An international research team led by German scientists announced that they have discovered a gene that greatly increases the risk of atrial fibrillation (AF). The researchers compared and analyzed the genomes of 1,335 patients with so-called isolated atrial fibrillation without other heart diseases and more than 10,000 healthy people, and finally discovered the KCNN3 gene, which significantly increases the risk of atrial fibrillation. Researchers discovered that this gene is involved in the synthesis of a potassium channel that affects cardiac pacing.

References

1. Chandy KG, et al.; Isolation of a novel potassium channel gene hSKCa3 containing a polymorphic CAG repeat: a candidate for schizophrenia and bipolar disorder? Mol. Psychiatry. 1998, 3 (1): 32–7.
2. Wei AD, et al.; International Union of Pharmacology. LII. Nomenclature and molecular relationships of calcium-activated potassium channels. Pharmacol. Rev. 2005, 57 (4): 463–72.
3. Chen MX, et al.; Small and intermediate conductance Ca(2+)-activated K+ channels confer distinctive patterns of distribution in human tissues and differential cellular localisation in the colon and corpus cavernosum. Naunyn Schmiedebergs Arch. Pharmacol. 2004, 369 (6): 602–15.

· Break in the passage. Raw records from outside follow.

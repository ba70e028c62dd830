use crate::classify::classify;
use crate::extract::{check_weaponized, harvest_links, normalize_maturity, read_field};
use crate::model::{ClassificationResult, RecordFailure, RecordLink, ScanReport};
use crate::rules::ExtractionRules;
use chrono::Utc;
use pocscan_scanner::error::Result;
use pocscan_scanner::{BrowserOptions, BrowserSession, Readiness, launch_session, load_page};
use std::sync::Arc;
use std::time::Duration;
use tracing::{error, info, warn};

/// Scrolling to the bottom makes the portal render its lazily loaded sections.
pub const SCROLL_TO_BOTTOM: &str = "window.scrollTo(0, document.body.scrollHeight);";

/// Options for a single scan of one release listing
#[derive(Debug, Clone)]
pub struct ScanOptions {
    pub listing_url: String,
    /// Upper bound on loading any one page.
    pub page_timeout: Duration,
    /// Fixed pause after scrolling a detail page.
    pub settle_delay: Duration,
    pub rules: ExtractionRules,
}

impl ScanOptions {
    pub fn new(listing_url: impl Into<String>) -> Self {
        Self {
            listing_url: listing_url.into(),
            page_timeout: Duration::from_secs(15),
            settle_delay: Duration::from_secs(2),
            rules: ExtractionRules::default(),
        }
    }
}

/// Progress notifications emitted while a scan runs
#[derive(Debug, Clone)]
pub enum ScanEvent {
    LinksHarvested(usize),
    Checking {
        index: usize,
        total: usize,
        link: RecordLink,
    },
    Matched(ClassificationResult),
    RecordFailed(RecordFailure),
}

/// Callback for reporting scan progress
pub type ScanEventCallback = Arc<dyn Fn(ScanEvent) + Send + Sync>;

/// Launch a browser session and scan the listing with it.
///
/// A session that fails to start aborts the scan.
pub async fn execute_scan(
    options: &ScanOptions,
    browser: &BrowserOptions,
    callback: Option<ScanEventCallback>,
) -> Result<ScanReport> {
    let session = launch_session(browser).await?;
    run_scan(session, options, callback).await
}

/// Scan the listing with an already started session, then quit it whether
/// or not the scan succeeded.
pub async fn run_scan(
    mut session: Box<dyn BrowserSession>,
    options: &ScanOptions,
    callback: Option<ScanEventCallback>,
) -> Result<ScanReport> {
    let outcome = scan_listing(session.as_mut(), options, callback.as_ref()).await;

    if let Err(e) = session.quit().await {
        warn!("Failed to close browser session: {}", e);
    }

    outcome
}

async fn scan_listing(
    session: &mut dyn BrowserSession,
    options: &ScanOptions,
    callback: Option<&ScanEventCallback>,
) -> Result<ScanReport> {
    let started_at = Utc::now();
    let rules = &options.rules;
    let emit = |event: ScanEvent| {
        if let Some(cb) = callback {
            cb(event);
        }
    };

    info!("Loading listing {}", options.listing_url);
    load_page(
        session,
        &options.listing_url,
        &Readiness::ElementPresent(rules.listing_ready.clone()),
        options.page_timeout,
    )
    .await?;

    let links = harvest_links(session, rules).await?;
    if links.is_empty() {
        warn!("No record links found on {}", options.listing_url);
    } else {
        info!("Found {} record links", links.len());
    }
    emit(ScanEvent::LinksHarvested(links.len()));

    let mut matches = Vec::new();
    let mut failures = Vec::new();

    for (idx, link) in links.iter().enumerate() {
        emit(ScanEvent::Checking {
            index: idx + 1,
            total: links.len(),
            link: link.clone(),
        });

        match check_record(session, link, options).await {
            Ok(Some(result)) => {
                info!("{} classified as {}", link, result.label);
                emit(ScanEvent::Matched(result.clone()));
                matches.push(result);
            }
            Ok(None) => {}
            Err(e) => {
                error!("{} - {}", link, e);
                let failure = RecordFailure {
                    link: link.clone(),
                    error: e.to_string(),
                };
                emit(ScanEvent::RecordFailed(failure.clone()));
                failures.push(failure);
            }
        }
    }

    Ok(ScanReport {
        listing_url: options.listing_url.clone(),
        links,
        matches,
        failures,
        started_at,
        finished_at: Utc::now(),
    })
}

/// Load one detail page and classify it. `Ok(None)` means the record was
/// read but does not qualify.
pub async fn check_record(
    session: &mut dyn BrowserSession,
    link: &RecordLink,
    options: &ScanOptions,
) -> Result<Option<ClassificationResult>> {
    let rules = &options.rules;

    load_page(
        session,
        link.as_str(),
        &Readiness::ElementPresent(rules.detail_ready.clone()),
        options.page_timeout,
    )
    .await?;
    session.execute_script(SCROLL_TO_BOTTOM).await?;
    tokio::time::sleep(options.settle_delay).await;

    let disclosed = read_field(session, &rules.maturity).await?;
    let maturity = disclosed.as_deref().map(normalize_maturity);
    let weaponized = check_weaponized(session, &rules.weaponized).await?;

    Ok(classify(maturity, weaponized)
        .map(|label| ClassificationResult::new(link.clone(), label, disclosed.clone())))
}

4.  Austin, C. P., et al.; Mapping of hKCa3 to chromosome 1q21 and investigation of linkage of CAG repeat polymorphism to schizophrenia. Molec. Psychiat. 1999, 4: 261-266.
5. Christiane K. Bauer, et al.; Gain-of-Function Mutations in KCNN3 Encoding the Small-Conductance Ca2+-Activated K+ Channel SK3 Cause Zimmermann-Laband Syndrome. The American Journal of Human Genetics. 2019. 104(6).